Jika sore telah tiba, orang-orang dewasa kembali ke rumah masing-masing. terdapat beberapa rumah yang menjadi pusat perkumpulan, di rumah itu mereka meramu dan mengunyah sirih pinang, sebagai tanda keluhuran dan kerendahan hati. Beberapa yang lain mulai memutar sopi, minuman khas daerah timur, semua duduk bersila, sama rata dan penuh cinta.

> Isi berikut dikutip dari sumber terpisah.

//! In-memory asset table

use std::collections::HashMap;
use std::path::{Path, PathBuf};
use std::sync::Arc;

use crate::core::Error;
use super::{resolve_dependencies, uses_asset, Asset, AssetId, AssetKind, TerrainAsset, TerrainLayerAsset, TextureAsset};

/// All loaded assets of a project, keyed by id
#[derive(Debug, Default)]
pub struct AssetTable {
    assets: HashMap<AssetId, Asset>,
    /// Base directory for relative asset paths
    root: Option<PathBuf>,
}

impl AssetTable {
    pub fn new() -> Self {
        Self::default()
    }

    /// Table whose relative asset paths resolve against `root`
    pub fn with_root(root: impl Into<PathBuf>) -> Self {
        Self {
            assets: HashMap::new(),
            root: Some(root.into()),
        }
    }

    /// Absolute location of an asset file
    pub fn resolve_path(&self, path: &Path) -> PathBuf {
        match &self.root {
            Some(root) if path.is_relative() => root.join(path),
            _ => path.to_path_buf(),
        }
    }

    /// Insert or replace an asset, returning the previous one
    pub fn insert(&mut self, asset: Asset) -> Option<Asset> {
        self.assets.insert(asset.id, asset)
    }

    pub fn remove(&mut self, id: AssetId) -> Option<Asset> {
        self.assets.remove(&id)
    }

    pub fn get(&self, id: AssetId) -> Option<&Asset> {
        self.assets.get(&id)
    }

    pub fn get_mut(&mut self, id: AssetId) -> Option<&mut Asset> {
        self.assets.get_mut(&id)
    }

    pub fn len(&self) -> usize {
        self.assets.len()
    }

    pub fn is_empty(&self) -> bool {
        self.assets.is_empty()
    }

    /// Shared handle to a texture asset
    pub fn texture(&self, id: AssetId) -> Option<Arc<TextureAsset>> {
        match &self.assets.get(&id)?.kind {
            AssetKind::Texture(texture) => Some(Arc::clone(texture)),
            _ => None,
        }
    }

    pub fn terrain_layer(&self, id: AssetId) -> Option<&TerrainLayerAsset> {
        match &self.assets.get(&id)?.kind {
            AssetKind::TerrainLayer(layer) => Some(layer),
            _ => None,
        }
    }

    pub fn terrain_layer_mut(&mut self, id: AssetId) -> Option<&mut TerrainLayerAsset> {
        match &mut self.assets.get_mut(&id)?.kind {
            AssetKind::TerrainLayer(layer) => Some(layer),
            _ => None,
        }
    }

    pub fn terrain(&self, id: AssetId) -> Option<&TerrainAsset> {
        match &self.assets.get(&id)?.kind {
            AssetKind::Terrain(terrain) => Some(terrain),
            _ => None,
        }
    }

    pub fn terrain_mut(&mut self, id: AssetId) -> Option<&mut TerrainAsset> {
        match &mut self.assets.get_mut(&id)?.kind {
            AssetKind::Terrain(terrain) => Some(terrain),
            _ => None,
        }
    }

    /// Ids of every asset that references `id`, sorted
    pub fn assets_using(&self, id: AssetId) -> Vec<AssetId> {
        let mut users: Vec<AssetId> = self
            .assets
            .values()
            .filter(|a| uses_asset(a, id))
            .map(|a| a.id)
            .collect();
        users.sort();
        users
    }

    /// Resolve every asset's dependencies in priority order.
    ///
    /// Returns the missing-dependency diagnostics of all assets.
    pub fn resolve_all(&mut self) -> Vec<Error> {
        let mut order: Vec<(u8, AssetId)> = self
            .assets
            .values()
            .map(|a| (a.priority(), a.id))
            .collect();
        order.sort();

        let mut diagnostics = Vec::new();
        for (_, id) in order {
            // Take the asset out so it can read the rest of the table
            let Some(mut asset) = self.assets.remove(&id) else {
                continue;
            };
            diagnostics.extend(resolve_dependencies(&mut asset, self));
            self.assets.insert(id, asset);
        }

        if !diagnostics.is_empty() {
            log::warn!("Asset resolution finished with {} missing dependencies", diagnostics.len());
        }
        diagnostics
    }
}
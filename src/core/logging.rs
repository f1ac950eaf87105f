//! Logging initialization

/// Initialize the logging system
///
/// Uses env_logger with default filter level of `info`.
/// Override with RUST_LOG environment variable.
///
/// # Example
/// ```
/// strata::core::logging::init();
/// log::info!("Editor started");
/// ```
pub fn init() {
    // try_init so tools and doctests can call this more than once
    let _ = env_logger::Builder::from_env(
        env_logger::Env::default().default_filter_or("info")
    )
    .format_timestamp_millis()
    .try_init();
}
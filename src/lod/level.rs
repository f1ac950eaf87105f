//! LOD levels and the per-terrain level set

use crate::core::Result;
use crate::render::{MeshAllocator, MeshDesc, RenderMesh, VertexLayout};

/// CPU-side mesh arrays for one LOD mesh.
///
/// Produced by the file codec and by simplification; turned into a
/// [`RenderMesh`] on the render thread.
#[derive(Clone, Debug, Default, PartialEq)]
pub struct LodMeshData {
    pub vertices: Vec<f32>,
    pub indices: Vec<u16>,
}

impl LodMeshData {
    pub fn new(vertices: Vec<f32>, indices: Vec<u16>) -> Self {
        Self { vertices, indices }
    }

    pub fn triangle_count(&self) -> usize {
        self.indices.len() / 3
    }

    pub fn mesh_desc(&self, layout: VertexLayout) -> MeshDesc<'_> {
        MeshDesc::new(&self.vertices, &self.indices, layout)
    }
}

/// The meshes drawn for one level of detail
#[derive(Clone, Debug, Default, PartialEq, Eq)]
pub struct LodLevel {
    pub meshes: Vec<RenderMesh>,
}

impl LodLevel {
    pub fn new(meshes: Vec<RenderMesh>) -> Self {
        Self { meshes }
    }

    pub fn is_empty(&self) -> bool {
        self.meshes.is_empty()
    }
}

/// Ordered LOD levels of a terrain, index 0 = full detail.
///
/// Level 0 mirrors the terrain's base mesh and is never released here;
/// levels 1.. are owned by the set.
#[derive(Clone, Debug, Default)]
pub struct LodSet {
    levels: Vec<LodLevel>,
}

impl LodSet {
    /// Set containing only the base level
    pub fn new(base: LodLevel) -> Self {
        Self { levels: vec![base] }
    }

    /// Allocate GPU meshes for `data` (levels 1..) on top of `base`.
    ///
    /// On allocation failure everything allocated so far is released.
    pub fn from_data(
        base: LodLevel,
        data: &[Vec<LodMeshData>],
        layout: VertexLayout,
        allocator: &mut dyn MeshAllocator,
    ) -> Result<Self> {
        let mut set = Self::new(base);
        for level in data {
            let mut meshes = Vec::with_capacity(level.len());
            for mesh in level {
                match RenderMesh::allocate(allocator, mesh.mesh_desc(layout)) {
                    Ok(render_mesh) => meshes.push(render_mesh),
                    Err(e) => {
                        for m in meshes {
                            allocator.release(m.handle);
                        }
                        set.release(allocator);
                        return Err(e);
                    }
                }
            }
            set.levels.push(LodLevel::new(meshes));
        }
        Ok(set)
    }

    /// Does level `level` exist with at least one mesh?
    pub fn has_lod(&self, level: usize) -> bool {
        self.levels.get(level).is_some_and(|l| !l.is_empty())
    }

    pub fn level(&self, level: usize) -> Option<&LodLevel> {
        self.levels.get(level)
    }

    /// Number of levels including the base
    pub fn level_count(&self) -> usize {
        self.levels.len()
    }

    /// Release levels 1.. and keep only the base
    pub fn release(&mut self, allocator: &mut dyn MeshAllocator) {
        if self.levels.len() <= 1 {
            return;
        }
        for level in self.levels.drain(1..) {
            for mesh in level.meshes {
                allocator.release(mesh.handle);
            }
        }
    }
}
//! Core types and utilities shared by the terrain subsystem

pub mod types;
pub mod error;
pub mod logging;
pub mod camera;
pub mod config;

pub use types::*;
pub use error::Error;
pub use camera::Camera;
pub use config::TerrainSettings;
// ---------------------------------------------------------------------------
// Files
// ---------------------------------------------------------------------------

/// Write a terrain file, replacing `path` only once the write succeeded
pub fn save_terrain_file(path: &Path, data: &TerrainFileData, version: FormatVersion) -> Result<()> {
    let bytes = encode(data, version)?;

    if let Some(parent) = path.parent().filter(|p| !p.as_os_str().is_empty()) {
        std::fs::create_dir_all(parent)?;
    }

    let temp_path = temp_path_for(path);
    let file = File::create(&temp_path)?;
    let mut writer = BufWriter::new(file);
    writer.write_all(&bytes)?;
    writer.flush()?;
    drop(writer);

    std::fs::rename(&temp_path, path)?;
    log::debug!("Saved terrain file {} ({} bytes, {:?})", path.display(), bytes.len(), version);
    Ok(())
}

/// Sibling path for in-progress writes: `island.terra` -> `island.terra.tmp`
fn temp_path_for(path: &Path) -> PathBuf {
    let mut name = path.file_name().map(OsString::from).unwrap_or_default();
    name.push(".tmp");
    path.with_file_name(name)
}

/// Read and decode a terrain file
pub fn load_terrain_file(path: &Path) -> Result<TerrainFileData> {
    let bytes = std::fs::read(path)?;
    decode(&bytes)
}

/// Async variant of [`save_terrain_file`]
pub async fn save_terrain_file_async(path: &Path, data: &TerrainFileData, version: FormatVersion) -> Result<()> {
    let bytes = encode(data, version)?;
    if let Some(parent) = path.parent().filter(|p| !p.as_os_str().is_empty()) {
        tokio::fs::create_dir_all(parent).await?;
    }
    let temp_path = temp_path_for(path);
    tokio::fs::write(&temp_path, &bytes).await?;
    tokio::fs::rename(&temp_path, path).await?;
    Ok(())
}

/// Async variant of [`load_terrain_file`]
pub async fn load_terrain_file_async(path: &Path) -> Result<TerrainFileData> {
    let bytes = tokio::fs::read(path).await?;
    decode(&bytes)
}
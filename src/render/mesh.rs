//! Mesh handles and the allocator trait implemented by the renderer

use crate::core::Result;
use super::layout::VertexLayout;
use super::material::TerrainShaderFeatures;

/// Opaque handle to a mesh owned by the renderer
#[derive(Clone, Copy, Debug, PartialEq, Eq, Hash)]
pub struct MeshHandle(pub u64);

/// Everything the renderer needs to create a mesh
#[derive(Clone, Copy, Debug)]
pub struct MeshDesc<'a> {
    pub vertices: &'a [f32],
    pub indices: &'a [u16],
    pub layout: VertexLayout,
}

impl<'a> MeshDesc<'a> {
    pub fn new(vertices: &'a [f32], indices: &'a [u16], layout: VertexLayout) -> Self {
        Self { vertices, indices, layout }
    }

    pub fn vertex_count(&self) -> usize {
        self.vertices.len() / self.layout.stride()
    }

    /// Raw vertex bytes for upload
    pub fn vertex_bytes(&self) -> &'a [u8] {
        bytemuck::cast_slice(self.vertices)
    }

    /// Raw index bytes for upload
    pub fn index_bytes(&self) -> &'a [u8] {
        bytemuck::cast_slice(self.indices)
    }
}

/// GPU mesh allocation, implemented by the rendering backend.
///
/// All calls happen on the render thread.
pub trait MeshAllocator {
    /// Create a mesh from vertex/index arrays
    fn allocate(&mut self, desc: MeshDesc<'_>) -> Result<MeshHandle>;

    /// Replace the vertex data of an existing mesh. The vertex count must not change.
    fn update_vertices(&mut self, handle: MeshHandle, vertices: &[f32]) -> Result<()>;

    /// Free a mesh. Unknown handles are ignored.
    fn release(&mut self, handle: MeshHandle);
}

/// A mesh handle together with the counts the draw call needs
#[derive(Clone, Copy, Debug, PartialEq, Eq)]
pub struct RenderMesh {
    pub handle: MeshHandle,
    pub vertex_count: u32,
    pub index_count: u32,
}

impl RenderMesh {
    /// Allocate a mesh and record its sizes
    pub fn allocate(allocator: &mut dyn MeshAllocator, desc: MeshDesc<'_>) -> Result<Self> {
        let handle = allocator.allocate(desc)?;
        Ok(Self {
            handle,
            vertex_count: desc.vertex_count() as u32,
            index_count: desc.indices.len() as u32,
        })
    }
}

/// What the renderer draws for one terrain object.
///
/// The LOD controller swaps `meshes` between LOD levels; an empty list
/// draws nothing.
#[derive(Clone, Debug, Default, PartialEq, Eq)]
pub struct Renderable {
    pub meshes: Vec<RenderMesh>,
    /// Shader variant for the terrain's current splat channels
    pub features: TerrainShaderFeatures,
}

impl Renderable {
    pub fn is_empty(&self) -> bool {
        self.meshes.is_empty()
    }

    pub fn index_count(&self) -> u32 {
        self.meshes.iter().map(|m| m.index_count).sum()
    }
}
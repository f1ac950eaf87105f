//! Strata - heightfield terrain core for a 3D level editor
//!
//! - [`terrain`]: height samples, mesh building, splat channels, generation
//! - [`lod`]: simplification, background building and runtime selection
//! - [`io`]: the binary terrain file
//! - [`asset`]: texture, terrain layer and terrain assets
//! - [`scene`]: terrain objects placed in a scene
//! - [`render`]: the seam to the external renderer

pub mod core;
pub mod math;
pub mod render;
pub mod asset;
pub mod terrain;
pub mod lod;
pub mod io;
pub mod scene;
//! Core type aliases and re-exports

pub use glam::{
    Vec2, Vec3, Vec4,
    Mat4,
};

/// Standard Result type for the terrain core
pub type Result<T> = std::result::Result<T, crate::core::error::Error>;
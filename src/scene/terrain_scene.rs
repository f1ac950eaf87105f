//! The terrain objects of one scene and their background LOD work

use std::collections::HashMap;

use crate::asset::AssetId;
use crate::core::Camera;
use crate::lod::{LodBuilder, LodConfig, LodJob};
use crate::render::MeshAllocator;
use super::terrain_object::TerrainObject;

/// Owns the scene's terrain objects and the LOD builder feeding them.
///
/// [`update`](Self::update) must run on the render thread: it is where
/// finished LOD data becomes GPU meshes.
pub struct TerrainScene {
    objects: HashMap<AssetId, TerrainObject>,
    builder: LodBuilder,
}

impl TerrainScene {
    pub fn new(lod: LodConfig) -> Self {
        Self {
            objects: HashMap::new(),
            builder: LodBuilder::new(lod),
        }
    }

    pub fn insert(&mut self, id: AssetId, object: TerrainObject) -> Option<TerrainObject> {
        self.objects.insert(id, object)
    }

    /// Remove an object and free its meshes
    pub fn remove(&mut self, id: AssetId, allocator: &mut dyn MeshAllocator) -> Option<TerrainObject> {
        let mut object = self.objects.remove(&id)?;
        object.release(allocator);
        Some(object)
    }

    pub fn get(&self, id: AssetId) -> Option<&TerrainObject> {
        self.objects.get(&id)
    }

    pub fn get_mut(&mut self, id: AssetId) -> Option<&mut TerrainObject> {
        self.objects.get_mut(&id)
    }

    pub fn len(&self) -> usize {
        self.objects.len()
    }

    pub fn is_empty(&self) -> bool {
        self.objects.is_empty()
    }

    pub fn iter(&self) -> impl Iterator<Item = (AssetId, &TerrainObject)> {
        self.objects.iter().map(|(&id, o)| (id, o))
    }

    /// Queue LOD builds for the given objects. Objects without terrain are skipped.
    pub fn request_lods(&mut self, ids: &[AssetId]) {
        let jobs: Vec<LodJob> = ids
            .iter()
            .filter_map(|&id| {
                let terrain = self.objects.get(&id)?.terrain()?;
                Some(LodJob { terrain: id, input: terrain.lod_input() })
            })
            .collect();
        self.builder.request(jobs);
    }

    /// Queue LOD builds for every loaded terrain
    pub fn request_all_lods(&mut self) {
        let mut ids: Vec<AssetId> = self.objects.keys().copied().collect();
        ids.sort();
        self.request_lods(&ids);
    }

    /// Finish sculpting on `id`, queueing a rebuild when its LODs went stale
    pub fn end_editing(&mut self, id: AssetId, allocator: &mut dyn MeshAllocator) {
        let Some(object) = self.objects.get_mut(&id) else {
            return;
        };
        if object.end_editing(allocator) {
            self.request_lods(&[id]);
        }
    }

    pub fn cancel_lod_builds(&mut self) {
        self.builder.cancel_all();
    }

    pub fn pending_lod_builds(&self) -> usize {
        self.builder.pending_count()
    }

    /// Attach finished LOD data, then cull and update every object's LOD.
    ///
    /// Returns the number of objects whose bound meshes changed.
    pub fn update(&mut self, dt: f32, camera: &Camera, allocator: &mut dyn MeshAllocator) -> usize {
        for result in self.builder.poll_completed() {
            let Some(object) = self.objects.get_mut(&result.terrain) else {
                log::debug!("LOD result for removed terrain {}", result.terrain);
                continue;
            };
            match object.attach_lod_data(result.revision, result.levels, allocator) {
                Ok(true) => {}
                Ok(false) => log::debug!("LODs for '{}' are out of date, dropped", object.name),
                Err(e) => log::warn!("Failed to attach LODs to '{}': {}", object.name, e),
            }
        }

        self.objects
            .values_mut()
            .map(|object| object.update_lod(dt, camera))
            .filter(|&swapped| swapped)
            .count()
    }

    /// Highest terrain surface under world `(x, z)`
    pub fn height_at(&self, x: f32, z: f32) -> Option<f32> {
        self.objects
            .values()
            .filter_map(|o| o.world_height_at(x, z))
            .reduce(f32::max)
    }

    /// Free every object's meshes
    pub fn release_all(&mut self, allocator: &mut dyn MeshAllocator) {
        self.builder.cancel_all();
        for object in self.objects.values_mut() {
            object.release(allocator);
        }
    }
}

impl Default for TerrainScene {
    fn default() -> Self {
        Self::new(LodConfig::default())
    }
}
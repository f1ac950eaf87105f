//! Bounds and culling math

pub mod aabb;
pub mod frustum;

pub use aabb::Aabb;
pub use frustum::{Plane, Frustum};
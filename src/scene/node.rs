//! Object transform

use glam::{Mat4, Quat};
use serde::{Deserialize, Serialize};

use crate::core::types::Vec3;

/// Placement of a terrain object in the world.
///
/// Terrains are axis-aligned, so there is no rotation.
#[derive(Clone, Copy, Debug, PartialEq, Serialize, Deserialize)]
pub struct Transform {
    pub position: Vec3,
    pub scale: Vec3,
}

impl Default for Transform {
    fn default() -> Self {
        Self {
            position: Vec3::ZERO,
            scale: Vec3::ONE,
        }
    }
}

impl Transform {
    /// Identity transform (no translation or scaling).
    pub fn identity() -> Self {
        Self::default()
    }

    /// Create a translation-only transform.
    pub fn from_position(position: Vec3) -> Self {
        Self {
            position,
            ..Default::default()
        }
    }

    /// Convert to a 4x4 matrix.
    pub fn to_mat4(&self) -> Mat4 {
        Mat4::from_scale_rotation_translation(self.scale, Quat::IDENTITY, self.position)
    }

    pub fn local_to_world(&self, p: Vec3) -> Vec3 {
        p * self.scale + self.position
    }

    /// Inverse of [`local_to_world`](Self::local_to_world). Zero scale axes map to zero.
    pub fn world_to_local(&self, p: Vec3) -> Vec3 {
        let inv = Vec3::select(self.scale.cmpeq(Vec3::ZERO), Vec3::ZERO, self.scale.recip());
        (p - self.position) * inv
    }
}
//! Seam between the terrain core and the external renderer
//!
//! The core never talks to a GPU API directly. It hands vertex/index arrays
//! to a [`MeshAllocator`] and keeps the returned opaque handles.

pub mod layout;
pub mod mesh;
pub mod headless;
pub mod material;

pub use layout::VertexLayout;
pub use mesh::{MeshAllocator, MeshDesc, MeshHandle, RenderMesh, Renderable};
pub use headless::HeadlessAllocator;
pub use material::TerrainShaderFeatures;
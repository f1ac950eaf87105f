//! Terrain as placed in a scene

use std::path::Path;

use crate::asset::TerrainMeta;
use crate::core::types::{Vec2, Vec3};
use crate::core::{Camera, Result};
use crate::lod::{LodControllerConfig, LodMeshData, LodPlacement, TerrainLodController};
use crate::math::Aabb;
use crate::render::{MeshAllocator, Renderable, TerrainShaderFeatures};
use crate::terrain::Terrain;
use super::node::Transform;

/// A terrain instance: transform, optional terrain data, the meshes the
/// renderer draws and the LOD controller choosing them.
///
/// An object whose terrain failed to load stays in the scene and draws nothing.
#[derive(Debug)]
pub struct TerrainObject {
    pub name: String,
    pub transform: Transform,
    terrain: Option<Terrain>,
    renderable: Renderable,
    lod_controller: TerrainLodController,
    visible: bool,
}

impl TerrainObject {
    /// Empty object with no terrain attached
    pub fn new(name: impl Into<String>, transform: Transform, config: LodControllerConfig) -> Self {
        Self {
            name: name.into(),
            transform,
            terrain: None,
            renderable: Renderable::default(),
            lod_controller: TerrainLodController::new(config),
            visible: true,
        }
    }

    /// Load the terrain described by `meta` from `path` and upload it.
    ///
    /// Failures are logged and leave the object without terrain.
    pub fn load(
        name: impl Into<String>,
        transform: Transform,
        path: &Path,
        meta: &TerrainMeta,
        allocator: &mut dyn MeshAllocator,
        config: LodControllerConfig,
    ) -> Self {
        let mut object = Self::new(name, transform, config);
        let uv_scale = Vec2::from_array(meta.uv_scale);
        let loaded = Terrain::load(path, meta.width, meta.depth, uv_scale, meta.layout)
            .and_then(|terrain| object.set_terrain(terrain, allocator));
        if let Err(e) = loaded {
            log::error!("Failed to load terrain '{}' from {}: {}", object.name, path.display(), e);
        }
        object
    }

    /// Upload `terrain` and bind its base mesh, releasing any previous terrain
    pub fn set_terrain(&mut self, mut terrain: Terrain, allocator: &mut dyn MeshAllocator) -> Result<()> {
        self.release(allocator);
        terrain.upload(allocator)?;
        self.bind_base(&terrain);
        self.lod_controller.mark_dirty();
        self.terrain = Some(terrain);
        Ok(())
    }

    pub fn terrain(&self) -> Option<&Terrain> {
        self.terrain.as_ref()
    }

    pub fn terrain_mut(&mut self) -> Option<&mut Terrain> {
        self.terrain.as_mut()
    }

    pub fn lod_controller(&self) -> &TerrainLodController {
        &self.lod_controller
    }

    /// Meshes currently bound for drawing
    pub fn current_lod_mesh(&self) -> &Renderable {
        &self.renderable
    }

    /// Result of the last frustum test
    pub fn is_visible(&self) -> bool {
        self.visible
    }

    /// World-space bounds, `None` without terrain
    pub fn world_bounds(&self) -> Option<Aabb> {
        let terrain = self.terrain.as_ref()?;
        Some(terrain.bounds().scaled_translated(self.transform.scale, self.transform.position))
    }

    /// Cull against the camera and advance the LOD controller.
    ///
    /// Returns true when the bound meshes changed.
    pub fn update_lod(&mut self, dt: f32, camera: &Camera) -> bool {
        let Some(bounds) = self.world_bounds() else {
            return false;
        };
        self.visible = camera.frustum().intersects_aabb(&bounds);
        if !self.visible {
            return false;
        }

        let Some(terrain) = self.terrain.as_ref() else {
            return false;
        };
        self.renderable.features = TerrainShaderFeatures::from_channels(terrain.splat());
        let placement = LodPlacement {
            position: self.transform.position,
            scale: self.transform.scale,
            terrain_width: terrain.width(),
        };
        self.lod_controller
            .update(dt, camera.position, camera.far, &placement, terrain.lods(), &mut self.renderable)
    }

    /// Install LOD levels built from height `revision` (render thread).
    ///
    /// Returns false when the levels were not attached: no terrain, or the
    /// heights were edited after the build started.
    pub fn attach_lod_data(
        &mut self,
        revision: u64,
        levels: Vec<Vec<LodMeshData>>,
        allocator: &mut dyn MeshAllocator,
    ) -> Result<bool> {
        let Some(terrain) = self.terrain.as_mut() else {
            log::debug!("Dropping LOD data for '{}', terrain not loaded", self.name);
            return Ok(false);
        };
        if !terrain.attach_lod_data(revision, levels, allocator)? {
            return Ok(false);
        }
        // Old level meshes are gone; rebind until the controller picks again
        self.bind_base_of_current();
        self.lod_controller.mark_dirty();
        Ok(true)
    }

    /// Bind full detail and pause LOD selection while sculpting
    pub fn begin_editing(&mut self) {
        if let Some(terrain) = self.terrain.as_ref() {
            self.lod_controller.disable(terrain.lods(), &mut self.renderable);
        }
    }

    /// Resume LOD selection after sculpting.
    ///
    /// Levels built from the pre-edit heights are released, leaving full
    /// detail bound. Returns true when that happened and the LODs need a
    /// rebuild.
    pub fn end_editing(&mut self, allocator: &mut dyn MeshAllocator) -> bool {
        let Some(terrain) = self.terrain.as_mut() else {
            return false;
        };
        let dropped = terrain.drop_stale_lods(allocator);
        if dropped {
            self.bind_base_of_current();
            self.lod_controller.mark_dirty();
        }
        if let Some(terrain) = self.terrain.as_ref() {
            self.lod_controller.enable(terrain.lods(), &mut self.renderable);
        }
        dropped
    }

    /// Terrain height under world `(x, z)`, `None` off the terrain or without one
    pub fn world_height_at(&self, x: f32, z: f32) -> Option<f32> {
        let terrain = self.terrain.as_ref()?;
        let local = self.transform.world_to_local(Vec3::new(x, 0.0, z));
        let h = terrain.height_at(local.x, local.z)?;
        Some(h * self.transform.scale.y + self.transform.position.y)
    }

    /// Free all GPU meshes and detach the terrain's meshes from the renderable
    pub fn release(&mut self, allocator: &mut dyn MeshAllocator) {
        if let Some(terrain) = self.terrain.as_mut() {
            terrain.release(allocator);
        }
        self.renderable = Renderable::default();
    }

    fn bind_base(&mut self, terrain: &Terrain) {
        self.renderable.meshes = terrain.base_mesh().into_iter().collect();
        self.renderable.features = TerrainShaderFeatures::from_channels(terrain.splat());
    }

    fn bind_base_of_current(&mut self) {
        if let Some(terrain) = self.terrain.as_ref() {
            self.renderable.meshes = terrain.base_mesh().into_iter().collect();
        }
    }
}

Di Tliu, kehidupan berputar dan bergerak seperlu dan secukupnya, karena mereka sadar, serakah akan membuat saudara dan anak cucu mereka tak lagi punya ruang. Selama dua bulan di Tliu, saya sangat bahagia, kehidupan berjalan begitu cepat dan penuh senyum. Setidaknya, sejauh ini saya tak menemukan tanda-tanda kemunduran, keterbelakangan atau keprimitifan yang banyak dibicarakan orang-orang tentang mereka.
Saya sering sekali merindukan Tliu. Ketika kota menjadi sangat pemarah, dihuni orang-orang kelelahan, murung dan tak ada senyum. Atas dasar kerinduan yang mencuat setiap waktu, saya sering berfikir, misalkan Jawa meledak dan terbakar, dan saya selamat, Tliu adalah tempat tujuanku. Orang-orang Tliu harus tau, orang-orang kota sangat terbelakang.
*Mahasiswa Ilmu Politik Universitas Muhammadiyah Yogyakarta (UMY) sebagai Lurah Solidaritas untuk Orang Pinggiran dan Perjuangan Kampus (Sopink)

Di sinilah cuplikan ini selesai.